The transmitted probe intensities of the forward and backward cases are denoted as T_f and T_b, and we calculate the isolation ratio as η=10log₁₀(T_f/T_b). The contrast dependence on the probe detuning is presented in Fig. 4c with either probe laser beam (E₁ or E₁′ in Fig. 1) selectively on. The contrast is larger than 25 dB over 100 GHz band (approximately −45 GHz to 55 GHz) and reaches the maximum value 30 dB (corresponding an insertion loss of <0.7 dB) at Δ₁≈10 GHz. According to Eq. (1), the further enhancement of the pump-field intensity will produce a stronger pumped FWM, which can provide more suppression on the Stokes and anti-Stokes signals to increase the forward probe transmission. In addition, a stronger pump field can lead to more efficient optical pumping effect⁷⁶ to reduce the backward probe transmission. Such a combined effect in both backward and forward cases will undoubtedly improve the isolation ratio and the insertion loss. However, limited by our experimental condition, the accessible maximum output power of both pump beams is 3.75 mW.
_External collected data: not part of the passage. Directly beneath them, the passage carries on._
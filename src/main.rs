//! Headless runner: plays autopilot runs and keeps the score file up to date

#[cfg(not(target_arch = "wasm32"))]
mod cli {
    use std::path::PathBuf;

    use anyhow::{Context, Result, anyhow};
    use asteroids::persistence::{JsonFileStore, ScoreStore};
    use asteroids::sim::GamePhase;
    use asteroids::{GameController, Settings};
    use clap::{Parser, Subcommand};

    #[derive(Parser, Debug)]
    #[command(name = "asteroids")]
    #[command(about = "Headless Asteroids runs on autopilot, with a persistent leaderboard")]
    struct Cli {
        /// Score file (high score + leaderboard)
        #[arg(long, default_value = "asteroids-scores.json")]
        scores: PathBuf,
        /// Settings file; missing or invalid means defaults
        #[arg(long, default_value = "asteroids-settings.json")]
        settings: PathBuf,
        #[command(subcommand)]
        command: Commands,
    }

    #[derive(Subcommand, Debug)]
    enum Commands {
        /// Play runs on autopilot until game over or the tick budget runs out
        Play {
            /// Seed of the first run; later runs count up from it
            #[arg(long)]
            seed: Option<u64>,
            #[arg(long, default_value_t = 1)]
            runs: u32,
            /// Per-run budget (60 ticks = 1 simulated second)
            #[arg(long, default_value_t = 36_000)]
            max_ticks: u64,
            /// Leaderboard name for finished runs
            #[arg(long)]
            name: Option<String>,
            /// Skip explosion particles
            #[arg(long)]
            no_particles: bool,
        },
        /// Print the leaderboard
        Leaderboard {
            #[arg(long, default_value_t = 10)]
            top: usize,
        },
        /// Write the current settings (or defaults) back to the settings file
        InitSettings,
    }

    pub fn run() -> Result<()> {
        let cli = Cli::parse();
        let settings = Settings::load_or_default(&cli.settings);
        let store = JsonFileStore::new(&cli.scores);

        match cli.command {
            Commands::Play {
                seed,
                runs,
                max_ticks,
                name,
                no_particles,
            } => {
                if runs == 0 {
                    return Err(anyhow!("--runs must be >= 1"));
                }
                let mut settings = settings;
                if no_particles {
                    settings.particles = false;
                }
                let base_seed = seed.unwrap_or_else(|| settings.run_seed());
                play(settings, store, base_seed, runs, max_ticks, name.as_deref())
            }
            Commands::Leaderboard { top } => print_leaderboard(&store, top),
            Commands::InitSettings => {
                settings
                    .save_to(&cli.settings)
                    .with_context(|| format!("writing {}", cli.settings.display()))?;
                println!("Wrote {}", cli.settings.display());
                Ok(())
            }
        }
    }

    fn play(
        settings: Settings,
        mut store: JsonFileStore,
        base_seed: u64,
        runs: u32,
        max_ticks: u64,
        name: Option<&str>,
    ) -> Result<()> {
        for i in 0..runs {
            let seed = base_seed.wrapping_add(i as u64);
            let run_settings = Settings {
                seed: Some(seed),
                ..settings.clone()
            };
            let mut game = GameController::new(run_settings, store);
            game.set_autopilot(true);
            game.start();

            for _ in 0..max_ticks {
                if game.frame().level_cleared {
                    log::debug!("seed {}: reached level {}", seed, game.state().level);
                }
                if game.phase() == GamePhase::Over {
                    break;
                }
            }

            let state = game.state();
            let status = if game.phase() == GamePhase::Over {
                "game over"
            } else {
                "out of ticks"
            };
            println!(
                "seed {:>20}  score {:>7}  level {:>3}  ticks {:>7}  {}",
                seed, state.score, state.level, state.time_ticks, status
            );

            if let Some(name) = name {
                if game.can_submit() {
                    game.submit_score(name)?;
                } else {
                    log::info!("seed {}: run unfinished, not submitted", seed);
                }
            }
            store = game.into_store();
        }

        print_leaderboard(&store, 10)
    }

    fn print_leaderboard(store: &JsonFileStore, top: usize) -> Result<()> {
        let board = store
            .leaderboard()
            .with_context(|| format!("reading {}", store.path().display()))?;
        let high_score = store.high_score()?;

        println!("High score: {}", high_score);
        if board.is_empty() {
            println!("No leaderboard entries yet");
            return Ok(());
        }
        for (rank, entry) in board.ranked().into_iter().take(top).enumerate() {
            println!("{:>3}. {:<20} {:>7}", rank + 1, entry.name, entry.score);
        }
        Ok(())
    }
}

#[cfg(not(target_arch = "wasm32"))]
fn main() -> anyhow::Result<()> {
    env_logger::Builder::from_env(env_logger::Env::default().default_filter_or("info")).init();
    cli::run()
}

#[cfg(target_arch = "wasm32")]
fn main() {
    // Browser entry is `wasm::wasm_start` in the library
}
Our nonreciprocal regime can bypass dynamic reciprocity⁷⁷, which impose severe constraint on most nonlinear isolators, when two probe beams are oppositely (collinear) incident into the medium together. The transmission contrast versus the probe detuning is close to the single-probe contrast shown in Fig. 4c, according to Fig. S5 in Supplementary Materials. The nonreciprocal bandwidth for contrast >25 dB exceeds 100 GHz and remains stable as the input power increases from 90 μW to 190 μW (see Fig. 4d). This result indicates that the demonstrated optical isolation exhibits robustness against the input probe power over a broad bandwidth. The nonreciprocal behavior with both probe fields present also advocates the interaction between E_F and the spontaneous parametric process is nonreciprocal. This is due to the Doppler frequency shifts caused by the unavoidable random thermal motion of atoms^53,56.

In summary, we experimentally demonstrated a non-reciprocal spontaneous parametric process by breaking its spatial inversion symmetry and time reversal symmetry after introducing a pumped FWM. Based on this nonreciprocal spontaneous parametric process, we achieved optical isolation for the injected probe field with large isolation ratio and broad bandwidth. The development of chip-scale vapor cells^78,79 that are compatible with wafer-scale fabrication will be promisingly expected to promote the miniaturization and integration of the designed nonreciprocal spontaneous parametric configuration. Further, considering that both spontaneous parametric process and pumped FWM processes have been realized in not only gaseous but also diverse solid optical platforms. The concept of this work can promising motivate the explorations of integrated broadband optical nonreciprocity by employing the interactions between commonly seen nonlinear optical processes in solid nonlinear materials. Also, the demonstrated nonreciprocal spontaneous parametric process with quantum nature may also stir up the studies in designing broadband nonreciprocal quantum devices.

Both dye lasers are pumped by the same injection-locking single-mode Nd: YAG pulse laser (Continuum Powerlite DLS 9010, 10 Hz repetition rate, 5 ns pulse width). The wavelength of the probe laser is set as ~589.0 nm, while the coupling laser works around ~589.6 nm. The angle between the two pump beams are about ~0.3°. The output of three APDs enter a multi-channel SR200 series Boxcar Averager system (followed by a data acquisition setup) to plot the spectra signals. The temperature of the sodium atomic vapors inside the heating pipe oven (with a length of 20 cm) is about 280 °C, corresponding to an atomic density of ~1.24 × 10¹⁴cm⁻³.